La principale difficulté à surmonter – ce n’est pas la seule, mais nous nous limiterons à celle-là dans ce court article – provient du financement de la sécurité sociale. Celui-ci repose dans des proportions variables selon les pays sur trois prélèvements principaux : cotisations salariales, cotisations patronales, impôts. Un consensus fait porter les comparaisons de rémunération sur le salaire brut, parce que les cotisations patronales sont réputées être supportées par les employeurs, et non par les salariés. Aucun économiste digne de ce nom ne saurait cautionner cette stupidité : en fait, la rémunération du travail est le salaire super-brut, somme du salaire brut et des cotisations dites patronales. Mais la fiction juridique, administrative et journalistique camoufle la réalité économique. L’Union européenne ne peut pas se construire sérieusement sur cette mesure inadéquate de la rémunération du travail.
La solution à ce problème comporte plusieurs composantes ; limitons-nous ici à la principale : la suppression des cotisations prétendument patronales, qui devraient être absorbées par les cotisations salariales. Comme nous l’avons maintes fois expliqué, cette réforme peut être réalisée sans modifier ni le coût du travail pour les employeurs, ni le salaire net, ni les ressources des systèmes de sécurité sociale. Elle permettrait enfin d’y voir clair, et de faire des comparaisons significatives entre pays membres de l’Union.

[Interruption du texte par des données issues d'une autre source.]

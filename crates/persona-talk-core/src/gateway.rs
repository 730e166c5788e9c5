//! OpenAI-compatible chat completion gateway.

use crate::error::CoreError;
use async_trait::async_trait;
use log::{debug, warn};
use persona_talk_config::{GatewayConfig, ModelSettings};
use persona_talk_protocol::{CompletionGateway, CompletionRequest, GatewayError};
use reqwest::{Client, StatusCode};
use serde::{Deserialize, Serialize};

/// Completion gateway that posts to a `/chat/completions` endpoint.
#[derive(Debug, Clone)]
pub struct HttpCompletionGateway {
    client: Client,
    endpoint: String,
    api_key: String,
    settings: ModelSettings,
}

impl HttpCompletionGateway {
    /// Build a gateway for one persona's model settings.
    pub fn new(
        endpoint: impl Into<String>,
        api_key: impl Into<String>,
        settings: ModelSettings,
    ) -> Result<Self, CoreError> {
        let client = Client::builder()
            .build()
            .map_err(|err| CoreError::Http(err.to_string()))?;
        Ok(Self {
            client,
            endpoint: endpoint.into(),
            api_key: api_key.into(),
            settings,
        })
    }

    /// Build from gateway config, resolving the API key from the environment.
    pub fn from_config(config: &GatewayConfig, settings: ModelSettings) -> Result<Self, CoreError> {
        let api_key = config.resolve_api_key()?;
        Self::new(config.endpoint.clone(), api_key, settings)
    }

    fn build_body<'a>(&'a self, request: &'a CompletionRequest) -> ChatCompletionRequest<'a> {
        let mut messages = Vec::with_capacity(request.messages.len() + 1);
        messages.push(ChatMessage {
            role: "system",
            content: &request.instruction,
        });
        messages.extend(request.messages.iter().map(|message| ChatMessage {
            role: message.role.as_str(),
            content: &message.content,
        }));
        ChatCompletionRequest {
            model: &self.settings.model,
            messages,
            temperature: self.settings.temperature,
            max_tokens: self.settings.max_tokens,
        }
    }
}

#[async_trait]
impl CompletionGateway for HttpCompletionGateway {
    async fn complete(&self, request: &CompletionRequest) -> Result<String, GatewayError> {
        let body = self.build_body(request);
        debug!(
            "sending completion request (model={}, messages={}, instruction_len={})",
            self.settings.model,
            body.messages.len(),
            request.instruction.len()
        );
        let response = self
            .client
            .post(&self.endpoint)
            .bearer_auth(&self.api_key)
            .json(&body)
            .send()
            .await
            .map_err(|err| GatewayError::Other(format!("request failed: {err}")))?;

        let status = response.status();
        if !status.is_success() {
            let body_text = response.text().await.unwrap_or_default();
            let err = map_http_error(status, &body_text);
            warn!("completion request failed (status={status}): {err}");
            return Err(err);
        }

        let parsed: ChatCompletionResponse = response
            .json()
            .await
            .map_err(|err| GatewayError::Other(format!("invalid response body: {err}")))?;
        extract_text_response(parsed)
    }
}

#[derive(Serialize)]
struct ChatCompletionRequest<'a> {
    model: &'a str,
    messages: Vec<ChatMessage<'a>>,
    temperature: f32,
    max_tokens: u32,
}

#[derive(Serialize)]
struct ChatMessage<'a> {
    role: &'a str,
    content: &'a str,
}

#[derive(Deserialize)]
struct ChatCompletionResponse {
    #[serde(default)]
    choices: Vec<Choice>,
}

#[derive(Deserialize)]
struct Choice {
    message: ResponseMessage,
}

#[derive(Deserialize)]
struct ResponseMessage {
    content: Option<String>,
}

#[derive(Deserialize)]
struct ErrorResponse {
    error: ErrorBody,
}

#[derive(Deserialize)]
struct ErrorBody {
    message: String,
}

fn extract_text_response(response: ChatCompletionResponse) -> Result<String, GatewayError> {
    response
        .choices
        .into_iter()
        .next()
        .and_then(|choice| choice.message.content)
        .filter(|content| !content.trim().is_empty())
        .ok_or(GatewayError::Empty)
}

fn map_http_error(status: StatusCode, body: &str) -> GatewayError {
    match status {
        StatusCode::TOO_MANY_REQUESTS => GatewayError::RateLimited,
        StatusCode::UNAUTHORIZED => GatewayError::Unauthorized,
        _ => {
            let message = serde_json::from_str::<ErrorResponse>(body)
                .map(|wrapper| wrapper.error.message)
                .unwrap_or_else(|_| body.trim().to_string());
            GatewayError::Other(format!("gateway error ({}): {message}", status.as_u16()))
        }
    }
}

#[cfg(test)]
mod tests {
    use super::{
        ChatCompletionResponse, HttpCompletionGateway, extract_text_response, map_http_error,
    };
    use persona_talk_config::PersonasConfig;
    use persona_talk_protocol::{CompletionRequest, GatewayError, Message};
    use pretty_assertions::assert_eq;
    use reqwest::StatusCode;
    use serde_json::json;

    #[test]
    fn body_prepends_instruction_as_system_entry() {
        let gateway = HttpCompletionGateway::new(
            "http://localhost/v1/chat/completions",
            "key",
            PersonasConfig::default().tutor,
        )
        .expect("gateway");
        let request = CompletionRequest {
            instruction: "be kind".to_string(),
            messages: vec![Message::assistant("hi"), Message::user("help")],
        };
        let body = serde_json::to_value(gateway.build_body(&request)).expect("serialize");
        assert_eq!(body["model"], json!("llama3-8b-8192"));
        assert_eq!(body["max_tokens"], json!(512));
        assert_eq!(
            body["messages"],
            json!([
                { "role": "system", "content": "be kind" },
                { "role": "assistant", "content": "hi" },
                { "role": "user", "content": "help" },
            ])
        );
    }

    #[test]
    fn status_codes_map_to_typed_failures() {
        assert_eq!(
            map_http_error(StatusCode::TOO_MANY_REQUESTS, ""),
            GatewayError::RateLimited
        );
        assert_eq!(
            map_http_error(StatusCode::UNAUTHORIZED, "{}"),
            GatewayError::Unauthorized
        );
        assert_eq!(
            map_http_error(
                StatusCode::BAD_REQUEST,
                r#"{"error":{"message":"model not found","type":"invalid_request_error"}}"#
            ),
            GatewayError::Other("gateway error (400): model not found".to_string())
        );
        assert_eq!(
            map_http_error(StatusCode::BAD_GATEWAY, "upstream down\n"),
            GatewayError::Other("gateway error (502): upstream down".to_string())
        );
    }

    #[test]
    fn blank_or_missing_content_is_empty() {
        let parse = |value: serde_json::Value| {
            extract_text_response(
                serde_json::from_value::<ChatCompletionResponse>(value).expect("response"),
            )
        };
        assert_eq!(parse(json!({ "choices": [] })), Err(GatewayError::Empty));
        assert_eq!(
            parse(json!({ "choices": [{ "message": { "content": null } }] })),
            Err(GatewayError::Empty)
        );
        assert_eq!(
            parse(json!({ "choices": [{ "message": { "content": "  " } }] })),
            Err(GatewayError::Empty)
        );
        assert_eq!(
            parse(json!({ "choices": [{ "message": { "content": "やるぞ！" } }] })),
            Ok("やるぞ！".to_string())
        );
    }
}
//! Local persistence for learning records and user-authored personas.

pub mod error;
pub mod gems;
pub mod logs;

/// Store error type.
pub use error::StoreError;
/// Persona store interface and JSON file implementation.
pub use gems::{GemStore, JsonGemStore};
/// Learning log store interface and SQLite implementation.
pub use logs::{LearningLogStore, SqliteLearningLogStore};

Le calcul des droits à pension
La libre circulation des travailleurs dans l’Union européenne est un véritable casse-tête pour ceux qui, après l’avoir pratiquée – ou avant, à titre prévisionnel – veulent faire une estimation de la pension à laquelle ils ont ou auront droit dans les systèmes par répartition. En effet, beaucoup de ces régimes tiennent compte des durées d’assurance, à l’instar des régimes de base français. Il faut dès lors faire des calculs incroyables pour calculer ce à quoi l’assuré social a droit dans chaque pays où il a travaillé. Cette situation est ridicule dans une Union ; comment y remédier ?

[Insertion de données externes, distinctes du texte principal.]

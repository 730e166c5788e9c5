use parking_lot::Mutex;
use persona_talk_protocol::{EventMsg, EventPayload, EventSink};

/// Event sink that keeps every event in order.
#[derive(Debug, Default)]
pub struct CollectingSink {
    events: Mutex<Vec<EventMsg>>,
}

impl CollectingSink {
    pub fn new() -> Self {
        Self::default()
    }

    pub fn events(&self) -> Vec<EventMsg> {
        self.events.lock().clone()
    }

    pub fn payloads(&self) -> Vec<EventPayload> {
        self.events
            .lock()
            .iter()
            .map(|event| event.payload.clone())
            .collect()
    }
}

impl EventSink for CollectingSink {
    fn emit(&self, event: EventMsg) {
        self.events.lock().push(event);
    }
}
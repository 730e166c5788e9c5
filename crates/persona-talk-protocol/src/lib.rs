//! Wire protocol types for persona-talk messages, events, and collaborators.

mod auth;
mod gateway;
mod gem;
mod record;
mod speech;

pub use auth::{AuthError, Principal, PrincipalProvider};
pub use gateway::{CompletionGateway, CompletionRequest, GatewayError};
pub use gem::{Gem, GemDraft, GemId, GemPatch};
pub use record::{
    EmbeddedRecord, Evaluation, LearningLog, ParseEvaluationError, SAVE_DATA_TAG,
};
pub use speech::{SpeechRenderer, UtteranceHandle, UtteranceId};

use chrono::{DateTime, Utc};
use serde::{Deserialize, Serialize};
use std::str::FromStr;
use uuid::Uuid;

/// Unique identifier for a chat session.
pub type SessionId = Uuid;
/// Unique identifier for a turn.
pub type TurnId = Uuid;
/// Unique identifier for a transient notice.
pub type NoticeId = Uuid;

/// Speaker role for a chat message.
#[derive(Debug, Clone, Copy, Serialize, Deserialize, PartialEq, Eq)]
#[serde(rename_all = "lowercase")]
pub enum Role {
    /// User-authored message.
    User,
    /// Assistant-authored message.
    Assistant,
}

impl Role {
    /// Return the role as a lowercase string.
    pub fn as_str(&self) -> &'static str {
        match self {
            Role::User => "user",
            Role::Assistant => "assistant",
        }
    }

    /// Parse a role from a string; anything other than `user` is an assistant turn.
    pub fn parse(value: &str) -> Self {
        if value == "user" {
            Role::User
        } else {
            Role::Assistant
        }
    }
}

impl FromStr for Role {
    type Err = ();

    fn from_str(value: &str) -> Result<Self, Self::Err> {
        Ok(Role::parse(value))
    }
}

/// One entry of a conversation transcript.
#[derive(Debug, Clone, Serialize, Deserialize, PartialEq, Eq)]
pub struct Message {
    /// Role that produced the message.
    pub role: Role,
    /// Message content.
    pub content: String,
}

impl Message {
    /// Build a user message.
    pub fn user(content: impl Into<String>) -> Self {
        Self {
            role: Role::User,
            content: content.into(),
        }
    }

    /// Build an assistant message.
    pub fn assistant(content: impl Into<String>) -> Self {
        Self {
            role: Role::Assistant,
            content: content.into(),
        }
    }
}

/// Severity of a transient notice.
#[derive(Debug, Clone, Copy, Serialize, Deserialize, PartialEq, Eq)]
#[serde(rename_all = "snake_case")]
pub enum NoticeKind {
    /// Side effect completed.
    Success,
    /// Side effect failed.
    Failure,
}

/// Wrapper for events emitted by sessions and their collaborators.
#[derive(Debug, Clone, Serialize, Deserialize)]
pub struct EventMsg {
    /// Unique id for the event.
    pub id: Uuid,
    /// Session the event belongs to, when it is session scoped.
    pub session_id: Option<SessionId>,
    /// Timestamp when the event was created.
    pub created_at: DateTime<Utc>,
    /// Event payload content.
    pub payload: EventPayload,
}

impl EventMsg {
    /// Stamp a payload with a fresh id and the current time.
    pub fn new(session_id: Option<SessionId>, payload: EventPayload) -> Self {
        Self {
            id: Uuid::new_v4(),
            session_id,
            created_at: Utc::now(),
            payload,
        }
    }
}

/// All events emitted while running chat turns.
#[derive(Debug, Clone, Serialize, Deserialize, PartialEq)]
#[serde(rename_all = "snake_case", tag = "type", content = "payload")]
pub enum EventPayload {
    /// A user message was accepted and the gateway call started.
    TurnStarted { turn_id: TurnId },
    /// The gateway replied and the visible text was appended.
    TurnCompleted {
        turn_id: TurnId,
        visible_text: String,
        record_detected: bool,
    },
    /// The gateway call failed; nothing was appended.
    TurnFailed { turn_id: TurnId, message: String },
    /// An embedded payload parsed but did not match the record shape.
    PayloadRejected { turn_id: TurnId, reason: String },
    /// A learning record was persisted.
    RecordSaved {
        subject: String,
        evaluation: Evaluation,
    },
    /// Persisting a learning record failed.
    RecordSaveFailed { message: String },
    /// A transient notice became visible.
    NoticePosted {
        notice_id: NoticeId,
        kind: NoticeKind,
        text: String,
    },
    /// A transient notice was dismissed or expired.
    NoticeDismissed { notice_id: NoticeId },
    /// Speech playback started.
    SpeechStarted { utterance_id: UtteranceId },
    /// Speech playback ran to completion (or failed silently).
    SpeechFinished { utterance_id: UtteranceId },
    /// Speech playback was cancelled.
    SpeechCancelled { utterance_id: UtteranceId },
}

/// Sink interface for session and collaborator events.
pub trait EventSink: Send + Sync {
    /// Emit an event to downstream listeners.
    fn emit(&self, event: EventMsg);
}

#[cfg(test)]
mod tests {
    use super::*;
    use pretty_assertions::assert_eq;
    use serde_json::json;

    #[test]
    fn role_parses_and_formats() {
        assert_eq!(Role::parse("user"), Role::User);
        assert_eq!(Role::parse("assistant"), Role::Assistant);
        assert_eq!(Role::parse("model"), Role::Assistant);
        assert_eq!(Role::User.as_str(), "user");
    }

    #[test]
    fn message_serializes_with_lowercase_role() {
        let value = serde_json::to_value(Message::user("hello")).expect("serialize");
        assert_eq!(value, json!({ "role": "user", "content": "hello" }));
    }

    #[test]
    fn event_payload_uses_tagged_layout() {
        let event = EventMsg::new(
            None,
            EventPayload::RecordSaved {
                subject: "math".to_string(),
                evaluation: Evaluation::B,
            },
        );
        let encoded = serde_json::to_value(&event).expect("serialize");
        assert_eq!(
            encoded["payload"],
            json!({ "type": "record_saved", "payload": { "subject": "math", "evaluation": "B" } })
        );
        let decoded: EventMsg = serde_json::from_value(encoded).expect("deserialize");
        assert_eq!(decoded.payload, event.payload);
    }
}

La solution est simple ; elle s’appelle « additivité ». Si, dans chaque régime, les droits acquis sont indépendants de ce qui se passe dans les autres régimes, alors il suffit à Mr X, qui a travaillé dans différents pays, d’additionner les pensions acquises dans chacun d’entre eux. C’est déjà ce qui se passe dans certains cas : Si Mr X a par exemple obtenu 30 points dans le Rentenversicherung allemand (où les points sont énormes : un salarié moyen en acquiert environ un par an) et 2 millions de couronnes de compte dans le système suédois (la couronne est une unité minuscule), ce qui lui est dû dans chacun de ces deux pays est calculé de façon indépendante, et tout est simple. Tandis que si Mme Y a travaillé en France et en Allemagne, le calcul de ses droits en France, qui dépendent des durées d’assurance en Allemagne comme en France, est d’une complication déroutante.

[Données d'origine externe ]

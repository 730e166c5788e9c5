use async_trait::async_trait;
use chrono::Utc;
use parking_lot::Mutex;
use persona_talk_protocol::{
    EmbeddedRecord, Gem, GemDraft, GemId, GemPatch, LearningLog, Message, Principal,
};
use persona_talk_store::{GemStore, LearningLogStore, StoreError};
use uuid::Uuid;

/// In-memory learning log store; `failing` makes every insert fail.
#[derive(Debug, Default)]
pub struct MemoryLogStore {
    logs: Mutex<Vec<LearningLog>>,
    failure: Option<String>,
}

impl MemoryLogStore {
    pub fn new() -> Self {
        Self::default()
    }

    pub fn failing(message: impl Into<String>) -> Self {
        Self {
            logs: Mutex::new(Vec::new()),
            failure: Some(message.into()),
        }
    }

    pub fn logs(&self) -> Vec<LearningLog> {
        self.logs.lock().clone()
    }
}

#[async_trait]
impl LearningLogStore for MemoryLogStore {
    async fn insert(
        &self,
        principal: &Principal,
        record: &EmbeddedRecord,
        transcript: &[Message],
    ) -> Result<LearningLog, StoreError> {
        if let Some(message) = &self.failure {
            return Err(StoreError::Io(std::io::Error::other(message.clone())));
        }
        let log = LearningLog {
            id: Uuid::new_v4(),
            user_id: principal.user_id.clone(),
            subject: record.subject.clone(),
            topic: record.topic.clone(),
            evaluation: record.evaluation,
            summary: record.summary.clone(),
            transcript: transcript.to_vec(),
            created_at: Utc::now(),
        };
        self.logs.lock().push(log.clone());
        Ok(log)
    }

    async fn list_all(&self, _principal: &Principal) -> Result<Vec<LearningLog>, StoreError> {
        Ok(self.logs.lock().iter().rev().cloned().collect())
    }

    async fn list_for_user(&self, user_id: &str) -> Result<Vec<LearningLog>, StoreError> {
        Ok(self
            .logs
            .lock()
            .iter()
            .rev()
            .filter(|log| log.user_id == user_id)
            .cloned()
            .collect())
    }
}

/// In-memory gem store, newest first.
#[derive(Debug, Default)]
pub struct MemoryGemStore {
    gems: Mutex<Vec<Gem>>,
}

impl MemoryGemStore {
    pub fn with_gems(gems: Vec<Gem>) -> Self {
        Self {
            gems: Mutex::new(gems),
        }
    }
}

#[async_trait]
impl GemStore for MemoryGemStore {
    async fn list(&self) -> Result<Vec<Gem>, StoreError> {
        Ok(self.gems.lock().clone())
    }

    async fn get(&self, id: GemId) -> Result<Option<Gem>, StoreError> {
        Ok(self.gems.lock().iter().find(|gem| gem.id == id).cloned())
    }

    async fn create(&self, draft: GemDraft) -> Result<Gem, StoreError> {
        let gem = Gem::from_draft(draft);
        self.gems.lock().insert(0, gem.clone());
        Ok(gem)
    }

    async fn update(&self, id: GemId, patch: GemPatch) -> Result<Gem, StoreError> {
        let mut gems = self.gems.lock();
        let gem = gems
            .iter_mut()
            .find(|gem| gem.id == id)
            .ok_or_else(|| StoreError::NotFound(id.to_string()))?;
        gem.apply(patch);
        Ok(gem.clone())
    }

    async fn delete(&self, id: GemId) -> Result<bool, StoreError> {
        let mut gems = self.gems.lock();
        let before = gems.len();
        gems.retain(|gem| gem.id != id);
        Ok(gems.len() != before)
    }
}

Concrètement, l’additivité peut s’obtenir en remplaçant tous les régimes par annuités par des régimes en points. C’est ce que le président Macron veut faire en France, en y copiant le modèle suédois. Mieux vaudrait certes miser sur un système du type Arrco, plus familier aux Français, mais le principe d’un passage aux points est excellent. Reste à convaincre nos partenaires européens d’en faire autant : la Commission européenne, qui a nettement appuyé la candidature Macron, devrait être assez réceptive si le nouveau président français lui proposait de lancer un tel projet.